«Я в тюрьме. Прости меня, папочка, я скрыла от тебя, что работала в подполье. Скоро полгода, как я в партии… Я знала: ты будешь против — и скрыла. Но все равно рано или поздно я должна была сказать тебе об этом — говорю теперь. Если ты приглядишься к тому, что делается вокруг, и подумаешь, ты поймешь меня. Я не могла оставаться равнодушной к несправедливости и человеческому горю. Нас выдала одна из моих университетских подруг. Она была вместе с нами, потом ушла. Она сделалась религиозной и на исповеди и про себя и про нас все рассказала священнику. Он донес в контрразведку. Вот и все. Письмо это посылаю через человека надежного, и, думаю, оно дойдет до тебя…»
Дальше шли просьбы подготовить и утешить мать, а в самом уголке листка было нацарапано сломавшимся карандашом и, может быть, даже позднее, чем писалось само письмо:
«Если произойдет что плохое, приму со спокойствием…»
Алякринский отодвинул папку, и ему припомнилось все, что произошло в те дни, после получения письма. И все вспомнилось так живо и так ярко, словно случилось только вчера и не было томительных месяцев, которые отделили день гибели дочери Лены от сегодняшнего вечера, когда он нашел другую Лену в запыленных лопухах у дороги.
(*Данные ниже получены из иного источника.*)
//! Backend entry-point: loads configuration, prepares the database, and
//! serves the users API with its OpenAPI documentation.

mod server;

use color_eyre::eyre::WrapErr;
use tracing::{info, warn};
use tracing_subscriber::{EnvFilter, fmt};

use backend::outbound::persistence::{Database, PoolConfig};
use backend::settings::{AppSettings, Settings};
use server::{ServerConfig, build_http_state, create_server};

fn init_tracing(settings: &Settings) {
    let filter = EnvFilter::try_from_default_env().unwrap_or_else(|_| EnvFilter::new("info"));
    let result = if settings.is_production() {
        fmt().with_env_filter(filter).json().try_init()
    } else {
        fmt().with_env_filter(filter).compact().try_init()
    };
    if let Err(e) = result {
        warn!(error = %e, "tracing init failed");
    }
}

fn pool_config(settings: &Settings) -> PoolConfig {
    let config = PoolConfig::new(settings.database_url.clone());
    match settings.database_max_connections {
        Some(max_size) => config.with_max_size(max_size),
        None => config,
    }
}

/// Application bootstrap.
#[actix_web::main]
async fn main() -> color_eyre::Result<()> {
    color_eyre::install()?;

    let settings = AppSettings::load_from_env()?.resolve()?;
    init_tracing(&settings);

    let database = Database::connect(pool_config(&settings))
        .await
        .wrap_err("connect to database")?;
    database.migrate().await.wrap_err("apply migrations")?;

    let config = ServerConfig::from_settings(&settings);
    info!(addr = %config.bind_addr, env = %settings.env, "starting server");
    let server = create_server(build_http_state(&database), config)?;
    let outcome = server.await;

    database.dispose();
    outcome.wrap_err("server terminated")
}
Тюремное письмо дочери поразило Алякринского, как тяжелая болезнь. Он был так убит горем, что первые два дня ни о чем не мог думать, ничего не мог решать. Он лишь поминутно развертывал зажатое в руке письмо, перечитывал его вновь и вновь, потом закрывал глаза и неподвижно, в болезненном полузабытьи, лежал, не ощущая даже течения времени. На третий день он поднялся с постели и поехал в город к архиерею. Он надеялся, что архиерей поймет его отеческие чувства и поможет ему вернуть дочь. Он хотел просить владыку похлопотать, чтобы Лену освободили из тюрьмы на поруки отца священника, — он знал, что владыка имеет власть и среди «властей предержащих». Но владыка отказал. Он принял Алякринского сурово, может быть, уже зная об аресте его дочери. У него не нашлось даже слов утешения. Выслушав Алякринского, он сказал голосом изобличителя:
— Не пристало вам — священнику, отец Николай, за преступную дочь просить. Коли к ним ушла, значит, от бога отступилась. Богоотступника и рука божья безжалостно карает. Его, божий, промысел. — Владыка осенил себя крестным знаменьем и прибавил: — Пастырь нерадивый! Как же вы паству свою пасти будете, коли родную дочь не упасли? Или по ее стезе — в богоотступники?
Алякринский сначала растерялся, потом вскипел и забыл себя. Гнев его обрушился и на лукавого попа — контрразведчика в рясе и на самого владыку.
Память о встрече с архиереем осталась у отца Николая такой же сумбурной и туманной, какой остается память о бреде в день кризиса у выздоравливающего, перенесшего тяжелую и мучительную болезнь. Позже он никак не мог восстановить последовательность событий дня, и вспоминалась ему только путаница ненужных мелочей и отдельные слова, которые в исступлении выкрикивал он, уже не надеясь спасти дочь, но мстя за нее. То возникало перед ним желтое лицо с трясущейся бородкой в несколько волосков, то рука владыки, поднятая как бы для защиты от удара, то испуганные лица двух монахов, которые кричали: «Изыди! Изыди!..»
Что в запальчивости он наговорил архиерею, Алякринский и сам не знал. Он не мог уже отделить слов, сказанных им тогда, от мыслей, может быть, возникших потом. Кажется, он кричал, что коли нет тайны исповеди, то нет и церкви, и что богоотступник сам владыка, если он берет под защиту провокатора попа-иуду.
Опомнился Алякринский только по дороге домой, когда, прогнанный архиереем, выехал уже за городскую заставу. И уже на всю жизнь врезалась ему в память желтая дорога, по которой он в последний раз проезжал сельским попиком, и рыжие поля переспевшей ржи, в которых пряталось красное, как кумач, солнце.
Вот тут-то, в дороге, и думал отец Николай: о боге, который так жестоко покарал его дочь, о божьем слуге попе-иуде, о церкви, которая сделалась тайной полицией, а потом и вспоминал эти свои мысли, как слова, может быть, сказанные архиерею.